--- PROMPT ---
Once you reach the line containing "advisory fires [s]" in the entries below, write out that line and each one after it down to the line containing "pub struct ObserverContext<'a>", exactly and with nothing added.

********************

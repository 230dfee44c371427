//! Sign observers
//!
//! Independent finite-state machines watching the car's position and
//! speed against the track's sign data. Each observer keeps its own
//! cursor into the (immutable) sign list and emits at most one event
//! per tick. All observers reset to their initial state and replay
//! deterministically for an identical (position, speed, dt) trace.

use rand::rngs::StdRng;
use rand::Rng;

use super::gearbox::speed_to_kmh;
use super::types::{
    SignKind, Track, TrafficEvent, TrafficEventKind, TrafficLightPhase, DEFAULT_SPEED_LIMIT_KMH,
};

/// Arc-length before a stop sign at which compliance checking begins [m]
pub const STOP_TRIGGER_DISTANCE: f64 = 50.0;
/// Below this the car counts as standing [m/s] (0.5 km/h)
pub const STOP_SPEED_EPSILON: f64 = 0.5 / 3.6;
/// How long the car must stand for a compliant stop [s]
pub const STOP_DWELL_TIME: f64 = 1.0;
/// Debounce band around the active speed limit [km/h]
pub const SPEED_TOLERANCE_KMH: f64 = 0.5;
/// Advisory threshold for crawling traffic [km/h]
pub const TOO_SLOW_KMH: f64 = 10.0;
/// Grace period before the too-slow advisory fires [s]
pub const TOO_SLOW_GRACE: f64 = 5.0;
/// Fixed yellow-phase duration [s]
const YELLOW_TIME: f64 = 1.0;

/// Per-tick view of the vehicle handed to every observer
pub struct ObserverContext<'a> {
    pub track: &'a Track,
    /// Car position along the track [m]
    pub position: f64,
    /// Car speed [m/s]
    pub speed: f64,
    /// Session time [s]
    pub t: f64,
    pub dt: f64,
    pub replay: bool,
    /// Caller-owned seeded generator; the only randomness source
    pub rng: &'a mut StdRng,
}

impl ObserverContext<'_> {
    fn event(&self, kind: TrafficEventKind) -> TrafficEvent {
        TrafficEvent {
            kind,
            time: self.t,
            position: self.position,
        }
    }
}

/// Shared capability of all sign observers.
pub trait SignObserver {
    fn reset(&mut self);
    fn tick(&mut self, ctx: &mut ObserverContext<'_>, events: &mut Vec<TrafficEvent>);
}

/// State of the stop-sign machine for the sign under the cursor
#[derive(Debug, Clone, Copy)]
enum StopState {
    Approaching,
    AwaitingStop { dwell: f64, satisfied: bool },
}

/// Watches stop signs in arc-length order. A compliant pass requires
/// standing (speed below epsilon) for the dwell time before the sign;
/// crossing the sign without it raises exactly one violation.
pub struct StopSignObserver {
    /// Stop sign positions, ascending
    stops: Vec<f64>,
    cursor: usize,
    state: StopState,
}

impl StopSignObserver {
    pub fn new(track: &Track) -> Self {
        let stops = track
            .signs()
            .iter()
            .filter(|s| s.kind == SignKind::Stop)
            .map(|s| s.at_length.into_inner())
            .collect();
        Self {
            stops,
            cursor: 0,
            state: StopState::Approaching,
        }
    }
}

impl SignObserver for StopSignObserver {
    fn reset(&mut self) {
        self.cursor = 0;
        self.state = StopState::Approaching;
    }

    fn tick(&mut self, ctx: &mut ObserverContext<'_>, events: &mut Vec<TrafficEvent>) {
        let sign_pos = match self.stops.get(self.cursor) {
            Some(&pos) => pos,
            None => return, // no stop sign ahead
        };

        if let StopState::Approaching = self.state {
            if ctx.position >= sign_pos - STOP_TRIGGER_DISTANCE {
                self.state = StopState::AwaitingStop {
                    dwell: 0.0,
                    satisfied: false,
                };
            }
        }

        if let StopState::AwaitingStop { dwell, satisfied } = &mut self.state {
            if ctx.speed < STOP_SPEED_EPSILON {
                *dwell += ctx.dt;
                if *dwell >= STOP_DWELL_TIME {
                    *satisfied = true;
                }
            } else {
                *dwell = 0.0;
            }

            if ctx.position >= sign_pos {
                if !*satisfied {
                    events.push(ctx.event(TrafficEventKind::StopSign));
                }
                self.cursor += 1;
                self.state = StopState::Approaching;
            }
        }
    }
}

#[derive(Debug, Clone)]
struct LightRecord {
    at_length: f64,
    trigger_distance: f64,
    /// Countdown sampling range [ms]
    time_range: (f64, f64),
    phase: TrafficLightPhase,
    /// Remaining time in a timed phase [s]
    countdown: f64,
}

/// One phase machine per light sign; lights evolve independently and
/// concurrently. A crossing while the light is not green raises one
/// violation.
pub struct TrafficLightObserver {
    lights: Vec<LightRecord>,
    cursor: usize,
}

impl TrafficLightObserver {
    pub fn new(track: &Track) -> Self {
        let lights = track
            .signs()
            .iter()
            .filter(|s| s.kind == SignKind::TrafficLight)
            .map(|s| LightRecord {
                at_length: s.at_length.into_inner(),
                trigger_distance: s.light.trigger_distance,
                time_range: s.light.time_range,
                phase: TrafficLightPhase::Red,
                countdown: 0.0,
            })
            .collect();
        Self { lights, cursor: 0 }
    }

    /// Current phase of the n-th light sign (for display/telemetry).
    pub fn phase(&self, index: usize) -> Option<TrafficLightPhase> {
        self.lights.get(index).map(|l| l.phase)
    }
}

impl SignObserver for TrafficLightObserver {
    fn reset(&mut self) {
        self.cursor = 0;
        for light in &mut self.lights {
            light.phase = TrafficLightPhase::Red;
            light.countdown = 0.0;
        }
    }

    fn tick(&mut self, ctx: &mut ObserverContext<'_>, events: &mut Vec<TrafficEvent>) {
        for light in &mut self.lights {
            match light.phase {
                TrafficLightPhase::Red => {
                    let triggered = ctx.position >= light.at_length - light.trigger_distance
                        && ctx.position < light.at_length;
                    if triggered {
                        let (lo, hi) = light.time_range;
                        light.countdown = ctx.rng.random_range(lo..=hi) / 1000.0;
                        light.phase = TrafficLightPhase::RedPending;
                    }
                }
                TrafficLightPhase::RedPending => {
                    light.countdown -= ctx.dt;
                    if light.countdown <= 0.0 {
                        light.phase = TrafficLightPhase::Yellow;
                        light.countdown = YELLOW_TIME;
                    }
                }
                TrafficLightPhase::Yellow => {
                    light.countdown -= ctx.dt;
                    if light.countdown <= 0.0 {
                        light.phase = TrafficLightPhase::Green;
                    }
                }
                TrafficLightPhase::Green => {}
            }
        }

        while let Some(light) = self.lights.get(self.cursor) {
            if ctx.position < light.at_length {
                break;
            }
            if light.phase != TrafficLightPhase::Green {
                events.push(ctx.event(TrafficEventKind::TrafficLight));
            }
            self.cursor += 1;
        }
    }
}

/// Compares vehicle speed against the limit of the last speed sign
/// passed, debounced so one excursion yields one event.
pub struct SpeedObserver {
    /// (position, limit in km/h) pairs, ascending
    limits: Vec<(f64, f64)>,
    cursor: usize,
    active_limit_kmh: f64,
    violating: bool,
}

impl SpeedObserver {
    pub fn new(track: &Track) -> Self {
        let limits = track
            .signs()
            .iter()
            .filter_map(|s| {
                s.speed_limit_kmh()
                    .map(|kmh| (s.at_length.into_inner(), kmh))
            })
            .collect();
        Self {
            limits,
            cursor: 0,
            active_limit_kmh: DEFAULT_SPEED_LIMIT_KMH,
            violating: false,
        }
    }

    pub fn active_limit_kmh(&self) -> f64 {
        self.active_limit_kmh
    }
}

impl SignObserver for SpeedObserver {
    fn reset(&mut self) {
        self.cursor = 0;
        self.active_limit_kmh = DEFAULT_SPEED_LIMIT_KMH;
        self.violating = false;
    }

    fn tick(&mut self, ctx: &mut ObserverContext<'_>, events: &mut Vec<TrafficEvent>) {
        while let Some(&(pos, kmh)) = self.limits.get(self.cursor) {
            if ctx.position < pos {
                break;
            }
            self.active_limit_kmh = kmh;
            self.cursor += 1;
        }

        let kmh = speed_to_kmh(ctx.speed);
        if !self.violating && kmh > self.active_limit_kmh + SPEED_TOLERANCE_KMH {
            self.violating = true;
            events.push(ctx.event(TrafficEventKind::Speeding));
        } else if self.violating && kmh < self.active_limit_kmh - SPEED_TOLERANCE_KMH {
            self.violating = false;
        }
    }
}

/// Advisory for crawling below the minimum speed past a grace period.
/// Policy: fires in live sessions only, never during replay.
pub struct TooSlowObserver {
    below_for: f64,
    fired: bool,
}

impl TooSlowObserver {
    pub fn new() -> Self {
        Self {
            below_for: 0.0,
            fired: false,
        }
    }
}

impl Default for TooSlowObserver {
    fn default() -> Self {
        Self::new()
    }
}

impl SignObserver for TooSlowObserver {
    fn reset(&mut self) {
        self.below_for = 0.0;
        self.fired = false;
    }

    fn tick(&mut self, ctx: &mut ObserverContext<'_>, events: &mut Vec<TrafficEvent>) {
        if ctx.replay {
            self.below_for = 0.0;
            return;
        }
        if speed_to_kmh(ctx.speed) < TOO_SLOW_KMH {
            self.below_for += ctx.dt;
            if self.below_for >= TOO_SLOW_GRACE && !self.fired {
                self.fired = true;
                events.push(ctx.event(TrafficEventKind::TooSlow));
            }
        } else {
            self.below_for = 0.0;
            self.fired = false;
        }
    }
}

********************

--- WRITTEN RESPONSE ---
/// Grace period before the too-slow advisory fires [s]
pub const TOO_SLOW_GRACE: f64 = 5.0;
/// Fixed yellow-phase duration [s]
const YELLOW_TIME: f64 = 1.0;

/// Per-tick view of the vehicle handed to every observer
pub struct ObserverContext<'a> {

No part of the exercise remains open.